//! Order-preserving key decoder.

use std::cmp::Reverse;

use crate::encoder::tag;
use crate::error::{DecodingError, DecodingResult};
use crate::number::{self, Magnitude, NumberKey, MAGNITUDE_LEN};
use crate::type_bits::{TypeBits, TypeBitsReader};
use crate::value::{Binary, BinarySubtype, Document, Value};

/// Decode a single value that makes up the whole key.
///
/// # Errors
///
/// Returns an error if the key is truncated, carries an unknown tag, has
/// trailing bytes, or disagrees with its type bits.
pub fn from_key(data: &[u8], type_bits: &TypeBits) -> DecodingResult<Value> {
    let mut decoder = KeyDecoder::new(data, type_bits);
    let value = decoder.decode_value()?;
    decoder.finish()?;
    Ok(value)
}

/// A document or array whose terminator has not been read yet.
enum Container {
    Array(Vec<Value>),
    /// The document so far and the name of the field being read.
    Document(Document, String),
}

impl Container {
    fn push(&mut self, value: Value) {
        match self {
            Self::Array(items) => items.push(value),
            Self::Document(doc, name) => doc.push_unchecked(std::mem::take(name), value),
        }
    }

    fn into_value(self) -> Value {
        match self {
            Self::Array(items) => Value::Array(items),
            Self::Document(doc, _) => Value::Document(doc),
        }
    }
}

/// Either a complete value or a container that still needs its contents.
enum Item {
    Value(Value),
    Open(Container),
}

/// Cursor over an encoded key and its type bits.
pub struct KeyDecoder<'a> {
    data: &'a [u8],
    pos: usize,
    type_bits: TypeBitsReader<'a>,
}

impl<'a> KeyDecoder<'a> {
    /// Create a decoder over a key and the type bits that came with it.
    #[must_use]
    pub fn new(data: &'a [u8], type_bits: &'a TypeBits) -> Self {
        Self {
            data,
            pos: 0,
            type_bits: type_bits.reader(),
        }
    }

    /// Offset of the next unread byte.
    #[must_use]
    pub fn position(&self) -> usize {
        self.pos
    }

    /// Number of unread bytes.
    #[must_use]
    pub fn remaining(&self) -> usize {
        self.data.len() - self.pos
    }

    /// Check if all bytes have been consumed.
    #[must_use]
    pub fn is_empty(&self) -> bool {
        self.pos >= self.data.len()
    }

    /// Look at the next byte without consuming it.
    #[must_use]
    pub fn peek_byte(&self) -> Option<u8> {
        self.data.get(self.pos).copied()
    }

    /// Read one byte.
    ///
    /// # Errors
    ///
    /// Returns [`DecodingError::TruncatedBuffer`] at the end of the key.
    #[inline]
    pub fn read_byte(&mut self) -> DecodingResult<u8> {
        let byte = self.peek_byte().ok_or(DecodingError::TruncatedBuffer {
            needed: 1,
            available: 0,
        })?;
        self.pos += 1;
        Ok(byte)
    }

    /// Read `len` bytes.
    ///
    /// # Errors
    ///
    /// Returns [`DecodingError::TruncatedBuffer`] if fewer remain.
    #[inline]
    pub fn read_bytes(&mut self, len: usize) -> DecodingResult<&'a [u8]> {
        let available = self.remaining();
        if len > available {
            return Err(DecodingError::TruncatedBuffer {
                needed: len,
                available,
            });
        }
        let bytes = &self.data[self.pos..self.pos + len];
        self.pos += len;
        Ok(bytes)
    }

    /// Read a fixed-width field.
    ///
    /// # Errors
    ///
    /// Returns [`DecodingError::TruncatedBuffer`] if fewer than `N` bytes remain.
    pub fn read_array<const N: usize>(&mut self) -> DecodingResult<[u8; N]> {
        let mut out = [0u8; N];
        out.copy_from_slice(self.read_bytes(N)?);
        Ok(out)
    }

    /// Decode the next value: a type tag and its body.
    ///
    /// Open containers are kept on a heap stack, so any value the encoder
    /// wrote decodes regardless of how deeply it nests.
    ///
    /// # Errors
    ///
    /// Returns an error if the value is truncated, malformed or disagrees
    /// with the type bits.
    pub fn decode_value(&mut self) -> DecodingResult<Value> {
        let mut open: Vec<Container> = Vec::new();
        loop {
            let mut closed = None;
            if let Some(container) = open.last_mut() {
                if self.read_entry_start(container)? {
                    closed = open.pop();
                }
            }
            let value = match closed {
                Some(container) => container.into_value(),
                None => match self.read_item()? {
                    Item::Value(value) => value,
                    Item::Open(container) => {
                        open.push(container);
                        continue;
                    }
                },
            };
            match open.last_mut() {
                Some(parent) => parent.push(value),
                None => return Ok(value),
            }
        }
    }

    /// Check that the key and the type bits were consumed exactly.
    ///
    /// # Errors
    ///
    /// Returns [`DecodingError::TrailingBytes`] if key bytes are left over and
    /// [`DecodingError::MalformedTypeBits`] if set type bits are left over.
    pub fn finish(self) -> DecodingResult<()> {
        if !self.is_empty() {
            return Err(DecodingError::TrailingBytes {
                remaining: self.remaining(),
            });
        }
        self.type_bits.finish()
    }

    /// Read what comes before the next entry of `container`. Returns true
    /// if the terminator was read instead.
    fn read_entry_start(&mut self, container: &mut Container) -> DecodingResult<bool> {
        match container {
            Container::Array(_) => {
                if self.peek_byte() == Some(tag::END) {
                    self.pos += 1;
                    return Ok(true);
                }
                Ok(false)
            }
            Container::Document(_, name) => {
                let offset = self.pos;
                match self.read_byte()? {
                    tag::END => Ok(true),
                    tag::FIELD => {
                        *name = self.decode_string()?;
                        Ok(false)
                    }
                    other => Err(DecodingError::UnknownTypeTag { tag: other, offset }),
                }
            }
        }
    }

    fn read_item(&mut self) -> DecodingResult<Item> {
        let offset = self.pos;
        let byte = self.read_byte()?;
        let value = match byte {
            tag::NULL => Value::Null,
            tag::NAN => self.finish_number(NumberKey::NaN)?,
            tag::NEGATIVE_INFINITY => self.finish_number(NumberKey::NegativeInfinity)?,
            tag::NEGATIVE => {
                let mut bytes = self.read_array::<MAGNITUDE_LEN>()?;
                for b in &mut bytes {
                    *b = !*b;
                }
                let magnitude = Magnitude::from_bytes(bytes)?;
                self.finish_number(NumberKey::Negative(Reverse(magnitude)))?
            }
            tag::ZERO => self.finish_number(NumberKey::Zero)?,
            tag::POSITIVE => {
                let magnitude = Magnitude::from_bytes(self.read_array::<MAGNITUDE_LEN>()?)?;
                self.finish_number(NumberKey::Positive(magnitude))?
            }
            tag::POSITIVE_INFINITY => self.finish_number(NumberKey::PositiveInfinity)?,
            tag::STRING => Value::String(self.decode_string()?),
            tag::DOCUMENT => {
                return Ok(Item::Open(Container::Document(Document::new(), String::new())))
            }
            tag::ARRAY => return Ok(Item::Open(Container::Array(Vec::new()))),
            tag::BINARY => Value::Binary(self.decode_binary()?),
            tag::FALSE => Value::Bool(false),
            tag::TRUE => Value::Bool(true),
            _ => return Err(DecodingError::UnknownTypeTag { tag: byte, offset }),
        };
        Ok(Item::Value(value))
    }

    fn finish_number(&mut self, key: NumberKey) -> DecodingResult<Value> {
        let ty = self.type_bits.read_number();
        number::rebuild(key, ty)
    }

    fn decode_string(&mut self) -> DecodingResult<String> {
        let mut bytes = Vec::new();
        loop {
            match self.read_byte()? {
                0 if self.peek_byte() == Some(tag::STRING_ESCAPE) => {
                    self.pos += 1;
                    bytes.push(0);
                }
                0 => break,
                byte => bytes.push(byte),
            }
        }
        String::from_utf8(bytes)
            .map_err(|_| DecodingError::invalid_value("string is not valid UTF-8"))
    }

    fn decode_binary(&mut self) -> DecodingResult<Binary> {
        let width = usize::from(self.read_byte()?);
        if width > 8 {
            return Err(DecodingError::invalid_value(format!(
                "binary length prefix of {width} bytes"
            )));
        }
        let len_bytes = self.read_bytes(width)?;
        if len_bytes.first() == Some(&0) {
            return Err(DecodingError::invalid_value(
                "binary length prefix is not minimal",
            ));
        }
        let len = len_bytes
            .iter()
            .fold(0u64, |acc, &b| (acc << 8) | u64::from(b));
        let len = usize::try_from(len)
            .map_err(|_| DecodingError::invalid_value("binary length overflows usize"))?;
        let subtype = BinarySubtype::from_byte(self.read_byte()?);
        let bytes = self.read_bytes(len)?;
        Ok(Binary::new(subtype, bytes))
    }
}

#[cfg(test)]
mod tests {
    use super::*;
    use crate::encoder::to_key;

    fn roundtrip(value: Value) {
        let (key, bits) = to_key(&value);
        assert_eq!(from_key(&key, &bits).unwrap(), value);
    }

    #[test]
    fn roundtrip_scalars() {
        roundtrip(Value::Null);
        roundtrip(Value::Bool(true));
        roundtrip(Value::Int32(-42));
        roundtrip(Value::Int64(1 << 40));
        roundtrip(Value::Double(1.0));
        roundtrip(Value::Double(-0.0));
        roundtrip(Value::Double(f64::NAN));
        roundtrip(Value::String("with\0nul".into()));
        roundtrip(Value::Binary(Binary::new(BinarySubtype::Md5, vec![7; 16])));
    }

    #[test]
    fn roundtrip_nested() {
        let value = Value::Document(
            Document::new()
                .with("_id", "stuff")
                .with(
                    "otherkey",
                    Document::new().with("otherstuff", 2).with("f", 2.0),
                )
                .with(
                    "list",
                    Value::Array(vec![Value::Int64(3), Value::Null, Value::Double(0.25)]),
                ),
        );
        roundtrip(value);
    }

    #[test]
    fn missing_type_bits_decode_as_int32() {
        let (key, bits) = to_key(&Value::Double(1.0));
        assert!(!bits.is_default());
        assert_eq!(
            from_key(&key, &TypeBits::Default).unwrap(),
            Value::Int32(1)
        );
    }

    #[test]
    fn unknown_tag_is_reported_with_offset() {
        let err = from_key(&[0xa5], &TypeBits::Default).unwrap_err();
        assert_eq!(err, DecodingError::UnknownTypeTag { tag: 0xa5, offset: 0 });

        let err = from_key(&[tag::DOCUMENT, 0x07], &TypeBits::Default).unwrap_err();
        assert_eq!(err, DecodingError::UnknownTypeTag { tag: 0x07, offset: 1 });
    }

    #[test]
    fn truncation_is_detected() {
        let (key, bits) = to_key(&Value::Int32(12345));
        let err = from_key(&key[..5], &bits).unwrap_err();
        assert!(matches!(err, DecodingError::TruncatedBuffer { needed: 10, available: 4 }));

        let err = from_key(&[tag::STRING, b'a'], &TypeBits::Default).unwrap_err();
        assert!(matches!(err, DecodingError::TruncatedBuffer { .. }));

        let err = from_key(&[], &TypeBits::Default).unwrap_err();
        assert!(matches!(err, DecodingError::TruncatedBuffer { .. }));
    }

    #[test]
    fn trailing_bytes_are_rejected() {
        let err = from_key(&[tag::NULL, tag::NULL], &TypeBits::Default).unwrap_err();
        assert_eq!(err, DecodingError::TrailingBytes { remaining: 1 });
    }

    #[test]
    fn excess_type_bits_are_rejected() {
        let (key, _) = to_key(&Value::Int32(1));
        let err = from_key(&key, &TypeBits::from_bytes(vec![0, 0x10])).unwrap_err();
        assert!(matches!(err, DecodingError::MalformedTypeBits { .. }));
        from_key(&key, &TypeBits::from_bytes(vec![0, 0, 0])).unwrap();
    }

    #[test]
    fn invalid_utf8_is_rejected() {
        let err = from_key(&[tag::STRING, 0xc3, 0x28, 0], &TypeBits::Default).unwrap_err();
        assert!(matches!(err, DecodingError::InvalidValue { .. }));
    }

    #[test]
    fn deep_nesting_roundtrips() {
        let mut value = Value::Document(Document::new().with("_id", 1.5));
        for i in 0..1000 {
            value = if i % 2 == 0 {
                Value::Array(vec![Value::Null, value])
            } else {
                Value::Document(Document::new().with("k", value))
            };
        }
        roundtrip(value);
    }

    #[test]
    fn deep_unterminated_nesting_is_truncated() {
        let key = vec![tag::ARRAY; 10_000];
        let err = from_key(&key, &TypeBits::Default).unwrap_err();
        assert!(matches!(err, DecodingError::TruncatedBuffer { .. }));
    }

    #[test]
    fn non_minimal_binary_length_is_rejected() {
        let key = [tag::BINARY, 2, 0, 1, 0, 0xaa];
        let err = from_key(&key, &TypeBits::Default).unwrap_err();
        assert!(matches!(err, DecodingError::InvalidValue { .. }));
    }
}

=-=-=-=-=

### Exercise objective
Write out the listing exactly from its first line to the line containing "pub fn from_key(data: &[u8], type_bits: &TypeBits)". Both of those lines belong in the answer.

### Solution to the problem
//! Order-preserving key decoder.

use std::cmp::Reverse;

use crate::encoder::tag;
use crate::error::{DecodingError, DecodingResult};
use crate::number::{self, Magnitude, NumberKey, MAGNITUDE_LEN};
use crate::type_bits::{TypeBits, TypeBitsReader};
use crate::value::{Binary, BinarySubtype, Document, Value};

/// Decode a single value that makes up the whole key.
///
/// # Errors
///
/// Returns an error if the key is truncated, carries an unknown tag, has
/// trailing bytes, or disagrees with its type bits.
pub fn from_key(data: &[u8], type_bits: &TypeBits) -> DecodingResult<Value> {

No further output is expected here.